Bien entendu rien à redire sur les effets spéciaux, les costumes et les décors, même si la tour de Vador (et de l’Empereur ?) ma ramène plus à Sauron qu’à Star Wars. La musique reprend de nombreux thèmes classiques de la série, romantisme, empire, Vador... mais manque tout de même de pertinence et de punch lors de certaines situations. Elle devient plus un support qu’une composante narrative comme dans les séries de base composée par l’illustre John Williams. Il nous manque d'ailleurs l'introduction avec le légendaire déroulant...

 

Avec bonheur, le film fait de nombreuses références aux autres films de la série et, en particulier à la trilogie originelle, déjà par la technologie de l’Empire et des Rebelles forcément similaire à celle de l’an O. Mais aussi par des passages sur la lune de Yavine (plan incontournable) et par l’apparition de quelques personnages tels Bail Organa (Jimmy Smits), Mon Mothma, mais également la vilaine face qui provoque Luke dans la cantina et je pense même le chasseur de prime dont Leia prendra l’identité dans l’épisode 6. Sans parler de… Ben du coup je n’en parle pas…

 

 

Après un début un peu laborieux, le film part vers plus d’action et de tension atteignant un point culminant lors du dernier affrontement (à plusieurs niveaux comme toujours).

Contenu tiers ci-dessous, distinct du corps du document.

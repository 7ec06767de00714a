//! Indirect dispatch arrays
//!
//! Every class owns one vtable and one itable. Call sites never hold method bodies directly:
//! they resolve a slot number and index the receiver's table on every dispatch. Updating what a
//! whole hierarchy dispatches to is therefore a matter of overwriting table entries.

use super::{ClassId, MethodData, MethodKey};
use parking_lot::RwLock;
use std::collections::BTreeMap;
use std::fmt;
use std::sync::Arc;

/// Entry in a dispatch table
#[derive(Clone)]
pub enum Slot {
    Method(Arc<MethodData>),

    /// The method occupying this slot was removed by a redefinition
    Removed(MethodKey),

    /// Slot index reserved by some other class in the hierarchy
    Vacant,
}

impl Slot {
    /// Key of the method this slot dispatches (or used to dispatch)
    pub fn key(&self) -> Option<MethodKey> {
        match self {
            Slot::Method(method) => Some(method.key()),
            Slot::Removed(key) => Some(key.clone()),
            Slot::Vacant => None,
        }
    }

    pub fn method(&self) -> Option<&Arc<MethodData>> {
        match self {
            Slot::Method(method) => Some(method),
            _ => None,
        }
    }

    /// Do both slots dispatch to the same method data?
    pub fn same_target(&self, other: &Slot) -> bool {
        match (self, other) {
            (Slot::Method(a), Slot::Method(b)) => Arc::ptr_eq(a, b),
            (Slot::Removed(a), Slot::Removed(b)) => a == b,
            (Slot::Vacant, Slot::Vacant) => true,
            _ => false,
        }
    }
}

impl fmt::Debug for Slot {
    fn fmt(&self, f: &mut fmt::Formatter<'_>) -> fmt::Result {
        match self {
            Slot::Method(method) => method.fmt(f),
            Slot::Removed(key) => write!(f, "<removed {:?}>", key),
            Slot::Vacant => f.write_str("<vacant>"),
        }
    }
}

/// Virtual method table
#[derive(Default)]
pub struct VTable {
    slots: RwLock<Vec<Slot>>,
}

impl VTable {
    pub fn new(slots: Vec<Slot>) -> VTable {
        VTable {
            slots: RwLock::new(slots),
        }
    }

    pub fn get(&self, slot: usize) -> Option<Slot> {
        self.slots.read().get(slot).cloned()
    }

    pub fn len(&self) -> usize {
        self.slots.read().len()
    }

    pub fn is_empty(&self) -> bool {
        self.slots.read().is_empty()
    }

    /// Copy of all the entries
    pub fn snapshot(&self) -> Vec<Slot> {
        self.slots.read().clone()
    }

    /// Lowest slot whose entry has this key
    pub fn find(&self, key: &MethodKey) -> Option<usize> {
        self.slots
            .read()
            .iter()
            .position(|slot| slot.key().as_ref() == Some(key))
    }

    /// Overwrite one entry, growing the table with vacant slots if needed
    ///
    /// Returns whether the entry actually changed.
    pub fn patch(&self, slot: usize, entry: Slot) -> bool {
        let mut slots = self.slots.write();
        if slot >= slots.len() {
            slots.resize(slot + 1, Slot::Vacant);
        }
        if slots[slot].same_target(&entry) {
            false
        } else {
            slots[slot] = entry;
            true
        }
    }
}

impl fmt::Debug for VTable {
    fn fmt(&self, f: &mut fmt::Formatter<'_>) -> fmt::Result {
        f.debug_list().entries(self.slots.read().iter()).finish()
    }
}

/// Interface method tables, one per implemented interface
///
/// The table for interface `I` is indexed by the itable slots of `I`'s own methods.
#[derive(Default)]
pub struct ITable {
    tables: RwLock<BTreeMap<ClassId, Vec<Slot>>>,
}

impl ITable {
    pub fn new(tables: BTreeMap<ClassId, Vec<Slot>>) -> ITable {
        ITable {
            tables: RwLock::new(tables),
        }
    }

    pub fn get(&self, interface: ClassId, slot: usize) -> Option<Slot> {
        self.tables
            .read()
            .get(&interface)
            .and_then(|table| table.get(slot))
            .cloned()
    }

    pub fn interfaces(&self) -> Vec<ClassId> {
        self.tables.read().keys().copied().collect()
    }

    pub fn snapshot(&self) -> BTreeMap<ClassId, Vec<Slot>> {
        self.tables.read().clone()
    }

    /// Replace the table for one interface
    ///
    /// Returns the slots whose entries changed.
    pub fn replace(&self, interface: ClassId, table: Vec<Slot>) -> Vec<usize> {
        let mut tables = self.tables.write();
        let old = tables.entry(interface).or_default();
        let changed = (0..table.len().max(old.len()))
            .filter(|&idx| match (old.get(idx), table.get(idx)) {
                (Some(a), Some(b)) => !a.same_target(b),
                _ => true,
            })
            .collect();
        *old = table;
        changed
    }
}

impl fmt::Debug for ITable {
    fn fmt(&self, f: &mut fmt::Formatter<'_>) -> fmt::Result {
        f.debug_map().entries(self.tables.read().iter()).finish()
    }
}

#[cfg(test)]
mod test {
    use super::*;
    use crate::jvm::{MethodDescriptor, Name, UnqualifiedName};

    fn key(name: &str) -> MethodKey {
        MethodKey::new(
            UnqualifiedName::from_string(String::from(name)).unwrap(),
            MethodDescriptor::VOID,
        )
    }

    #[test]
    fn patching_grows_and_reports_changes() {
        let vtable = VTable::new(vec![Slot::Removed(key("a"))]);
        assert!(!vtable.patch(0, Slot::Removed(key("a"))));
        assert!(vtable.patch(3, Slot::Removed(key("b"))));
        assert_eq!(vtable.len(), 4);
        assert!(matches!(vtable.get(1), Some(Slot::Vacant)));
        assert_eq!(vtable.find(&key("b")), Some(3));
        assert_eq!(vtable.find(&key("c")), None);
    }

    #[test]
    fn itable_replacement_diff() {
        let itable = ITable::default();
        let interface = ClassId(9);
        assert_eq!(
            itable.replace(interface, vec![Slot::Removed(key("a"))]),
            vec![0]
        );
        assert_eq!(
            itable.replace(
                interface,
                vec![Slot::Removed(key("a")), Slot::Removed(key("b"))]
            ),
            vec![1]
        );
        assert_eq!(itable.interfaces(), vec![interface]);
    }
}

Là, nous nous retrouvons à fond dedans et les dernières séquences de ce combat faisant le lien avec « un Nouvel Espoir » ne peuvent que tirer un large sourire aux fans de la première heure.

 

Au bilan, nous passons un bon moment avec ce film décalé de la série « Star Wars » par son ton. S’il manque d’un allant épique, il n’en reste pas moins intéressant en lien direct avec l’épisode IV, expliquant quelques points comme l’origine des plans que Leia va confier à R2, pourquoi l’Étoile Noire explose si facilement et également pourquoi la rébellion ne dispose pas de plus de vaisseaux face à la mortelle lune.

 

 

Bref un incontournable pour les fans ou les simples fidèles de Star Wars, un peu moins pour les autres ou les plus jeunes.